[[ Data records open ]]

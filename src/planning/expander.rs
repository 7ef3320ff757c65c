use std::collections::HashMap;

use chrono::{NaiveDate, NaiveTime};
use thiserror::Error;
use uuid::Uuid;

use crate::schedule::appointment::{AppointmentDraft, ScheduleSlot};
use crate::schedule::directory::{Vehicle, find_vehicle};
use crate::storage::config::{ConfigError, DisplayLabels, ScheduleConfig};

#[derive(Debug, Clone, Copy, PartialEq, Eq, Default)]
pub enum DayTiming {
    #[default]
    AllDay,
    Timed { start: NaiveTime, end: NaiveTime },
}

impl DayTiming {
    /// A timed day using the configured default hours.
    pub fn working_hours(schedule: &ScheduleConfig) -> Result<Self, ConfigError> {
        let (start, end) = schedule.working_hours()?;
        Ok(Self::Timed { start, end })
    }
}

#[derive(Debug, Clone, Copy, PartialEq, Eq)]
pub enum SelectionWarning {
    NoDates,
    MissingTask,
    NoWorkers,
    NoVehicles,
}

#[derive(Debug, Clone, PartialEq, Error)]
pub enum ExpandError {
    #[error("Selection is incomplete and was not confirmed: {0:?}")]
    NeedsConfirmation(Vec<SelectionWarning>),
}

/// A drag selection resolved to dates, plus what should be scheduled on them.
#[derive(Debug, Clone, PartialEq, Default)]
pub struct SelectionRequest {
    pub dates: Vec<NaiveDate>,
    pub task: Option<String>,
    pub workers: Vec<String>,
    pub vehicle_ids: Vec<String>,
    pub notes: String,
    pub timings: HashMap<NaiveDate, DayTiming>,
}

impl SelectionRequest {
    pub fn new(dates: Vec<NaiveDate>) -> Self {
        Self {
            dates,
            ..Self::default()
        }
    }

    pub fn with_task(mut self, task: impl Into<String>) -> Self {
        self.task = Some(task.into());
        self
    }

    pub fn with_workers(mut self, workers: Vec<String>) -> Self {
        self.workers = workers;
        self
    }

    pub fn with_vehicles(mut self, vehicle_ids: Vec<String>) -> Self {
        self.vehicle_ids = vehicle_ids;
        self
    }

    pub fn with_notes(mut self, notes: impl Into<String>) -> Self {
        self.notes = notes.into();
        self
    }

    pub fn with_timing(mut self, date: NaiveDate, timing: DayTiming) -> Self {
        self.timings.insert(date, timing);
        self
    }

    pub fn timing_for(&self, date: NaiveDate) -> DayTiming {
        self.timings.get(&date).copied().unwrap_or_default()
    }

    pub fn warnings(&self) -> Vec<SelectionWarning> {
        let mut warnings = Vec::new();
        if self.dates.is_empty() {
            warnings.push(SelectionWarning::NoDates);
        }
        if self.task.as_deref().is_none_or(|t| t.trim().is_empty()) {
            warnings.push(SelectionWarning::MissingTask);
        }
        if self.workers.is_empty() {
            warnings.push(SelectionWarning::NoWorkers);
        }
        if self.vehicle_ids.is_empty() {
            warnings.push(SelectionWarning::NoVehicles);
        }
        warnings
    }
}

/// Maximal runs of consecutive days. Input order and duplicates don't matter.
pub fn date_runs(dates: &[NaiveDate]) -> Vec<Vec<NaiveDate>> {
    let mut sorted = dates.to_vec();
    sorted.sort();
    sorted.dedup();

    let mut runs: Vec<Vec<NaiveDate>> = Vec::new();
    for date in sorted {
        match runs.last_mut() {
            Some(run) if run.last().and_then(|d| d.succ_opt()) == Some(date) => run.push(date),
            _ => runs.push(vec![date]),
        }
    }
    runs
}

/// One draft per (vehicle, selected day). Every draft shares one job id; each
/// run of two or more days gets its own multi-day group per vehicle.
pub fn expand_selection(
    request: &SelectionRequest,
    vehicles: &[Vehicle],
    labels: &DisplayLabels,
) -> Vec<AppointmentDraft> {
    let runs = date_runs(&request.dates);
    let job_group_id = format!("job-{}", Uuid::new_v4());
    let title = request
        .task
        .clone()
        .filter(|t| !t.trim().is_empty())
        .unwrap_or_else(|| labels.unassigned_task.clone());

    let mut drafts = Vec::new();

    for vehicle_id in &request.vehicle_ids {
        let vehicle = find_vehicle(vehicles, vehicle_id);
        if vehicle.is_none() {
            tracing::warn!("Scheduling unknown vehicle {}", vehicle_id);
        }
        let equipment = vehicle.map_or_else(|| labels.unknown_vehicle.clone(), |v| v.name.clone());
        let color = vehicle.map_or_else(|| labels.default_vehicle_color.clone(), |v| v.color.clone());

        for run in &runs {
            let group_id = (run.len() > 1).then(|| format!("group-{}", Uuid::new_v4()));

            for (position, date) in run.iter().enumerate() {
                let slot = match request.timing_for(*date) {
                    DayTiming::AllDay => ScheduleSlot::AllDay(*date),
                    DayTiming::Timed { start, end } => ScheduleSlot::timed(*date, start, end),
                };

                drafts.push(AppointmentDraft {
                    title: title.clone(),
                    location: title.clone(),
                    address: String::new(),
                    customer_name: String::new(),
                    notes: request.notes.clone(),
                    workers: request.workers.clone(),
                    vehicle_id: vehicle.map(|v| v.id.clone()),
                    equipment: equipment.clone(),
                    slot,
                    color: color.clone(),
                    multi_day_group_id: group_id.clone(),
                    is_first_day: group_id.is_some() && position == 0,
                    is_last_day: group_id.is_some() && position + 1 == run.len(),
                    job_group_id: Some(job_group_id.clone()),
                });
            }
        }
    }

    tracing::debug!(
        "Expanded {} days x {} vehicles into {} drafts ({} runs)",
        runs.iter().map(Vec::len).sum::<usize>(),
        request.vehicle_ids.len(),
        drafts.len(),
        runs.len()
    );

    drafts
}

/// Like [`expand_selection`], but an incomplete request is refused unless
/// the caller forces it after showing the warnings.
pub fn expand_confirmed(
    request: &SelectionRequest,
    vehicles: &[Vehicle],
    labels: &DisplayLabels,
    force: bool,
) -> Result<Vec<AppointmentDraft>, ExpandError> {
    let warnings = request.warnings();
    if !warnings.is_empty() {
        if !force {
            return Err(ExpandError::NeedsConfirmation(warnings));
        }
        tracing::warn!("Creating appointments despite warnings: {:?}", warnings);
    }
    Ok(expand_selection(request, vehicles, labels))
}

[[ Data records closed ]]
[[ Data records open ]]

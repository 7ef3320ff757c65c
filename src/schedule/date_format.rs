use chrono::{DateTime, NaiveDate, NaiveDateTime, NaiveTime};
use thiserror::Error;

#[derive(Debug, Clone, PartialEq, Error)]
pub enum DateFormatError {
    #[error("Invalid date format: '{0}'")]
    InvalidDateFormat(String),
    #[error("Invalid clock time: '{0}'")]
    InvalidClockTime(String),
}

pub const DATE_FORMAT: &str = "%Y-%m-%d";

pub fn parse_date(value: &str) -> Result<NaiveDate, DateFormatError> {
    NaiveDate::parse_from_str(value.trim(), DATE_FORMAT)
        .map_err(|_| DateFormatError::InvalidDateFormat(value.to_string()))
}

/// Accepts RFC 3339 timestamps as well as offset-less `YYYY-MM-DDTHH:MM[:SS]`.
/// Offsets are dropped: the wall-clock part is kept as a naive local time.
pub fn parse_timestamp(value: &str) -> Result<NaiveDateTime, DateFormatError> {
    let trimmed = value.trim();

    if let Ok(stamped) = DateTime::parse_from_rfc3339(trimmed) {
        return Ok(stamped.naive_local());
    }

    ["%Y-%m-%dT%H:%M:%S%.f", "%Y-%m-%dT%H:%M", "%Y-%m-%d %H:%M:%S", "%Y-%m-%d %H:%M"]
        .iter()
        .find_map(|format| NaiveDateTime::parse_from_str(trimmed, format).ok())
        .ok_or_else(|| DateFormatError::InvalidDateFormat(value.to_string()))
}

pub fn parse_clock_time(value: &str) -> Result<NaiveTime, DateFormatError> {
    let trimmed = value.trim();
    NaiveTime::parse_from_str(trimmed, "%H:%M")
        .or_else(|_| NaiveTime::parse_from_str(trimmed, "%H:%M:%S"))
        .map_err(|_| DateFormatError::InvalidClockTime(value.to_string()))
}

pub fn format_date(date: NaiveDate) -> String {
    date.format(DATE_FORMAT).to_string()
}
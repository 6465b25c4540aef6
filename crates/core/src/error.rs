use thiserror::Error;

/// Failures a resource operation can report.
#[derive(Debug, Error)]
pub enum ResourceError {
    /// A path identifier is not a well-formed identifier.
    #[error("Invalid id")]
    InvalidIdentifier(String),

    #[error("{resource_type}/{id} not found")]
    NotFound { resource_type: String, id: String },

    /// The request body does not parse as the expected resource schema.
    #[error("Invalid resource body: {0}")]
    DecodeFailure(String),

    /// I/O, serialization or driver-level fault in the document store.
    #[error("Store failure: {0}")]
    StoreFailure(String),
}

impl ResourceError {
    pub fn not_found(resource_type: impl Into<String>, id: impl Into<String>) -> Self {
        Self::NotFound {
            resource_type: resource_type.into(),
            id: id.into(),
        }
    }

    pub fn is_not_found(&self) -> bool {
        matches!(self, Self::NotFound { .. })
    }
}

[[ Data records closed ]]

- **Action item**
Return only the part of the records above that opens with the line containing "filename src/planning/expander.rs" and closes with the line containing "pub fn with_vehicles(mut", ends included.

- **Exercise output**
filename src/planning/expander.rs
repository 7ef3320ff757c65c
use std::collections::HashMap;

use chrono::{NaiveDate, NaiveTime};
use thiserror::Error;
use uuid::Uuid;

use crate::schedule::appointment::{AppointmentDraft, ScheduleSlot};
use crate::schedule::directory::{Vehicle, find_vehicle};
use crate::storage::config::{ConfigError, DisplayLabels, ScheduleConfig};

#[derive(Debug, Clone, Copy, PartialEq, Eq, Default)]
pub enum DayTiming {
    #[default]
    AllDay,
    Timed { start: NaiveTime, end: NaiveTime },
}

impl DayTiming {
    /// A timed day using the configured default hours.
    pub fn working_hours(schedule: &ScheduleConfig) -> Result<Self, ConfigError> {
        let (start, end) = schedule.working_hours()?;
        Ok(Self::Timed { start, end })
    }
}

#[derive(Debug, Clone, Copy, PartialEq, Eq)]
pub enum SelectionWarning {
    NoDates,
    MissingTask,
    NoWorkers,
    NoVehicles,
}

#[derive(Debug, Clone, PartialEq, Error)]
pub enum ExpandError {
    #[error("Selection is incomplete and was not confirmed: {0:?}")]
    NeedsConfirmation(Vec<SelectionWarning>),
}

/// A drag selection resolved to dates, plus what should be scheduled on them.
#[derive(Debug, Clone, PartialEq, Default)]
pub struct SelectionRequest {
    pub dates: Vec<NaiveDate>,
    pub task: Option<String>,
    pub workers: Vec<String>,
    pub vehicle_ids: Vec<String>,
    pub notes: String,
    pub timings: HashMap<NaiveDate, DayTiming>,
}

impl SelectionRequest {
    pub fn new(dates: Vec<NaiveDate>) -> Self {
        Self {
            dates,
            ..Self::default()
        }
    }

    pub fn with_task(mut self, task: impl Into<String>) -> Self {
        self.task = Some(task.into());
        self
    }

    pub fn with_workers(mut self, workers: Vec<String>) -> Self {
        self.workers = workers;
        self
    }

    pub fn with_vehicles(mut self, vehicle_ids: Vec<String>) -> Self {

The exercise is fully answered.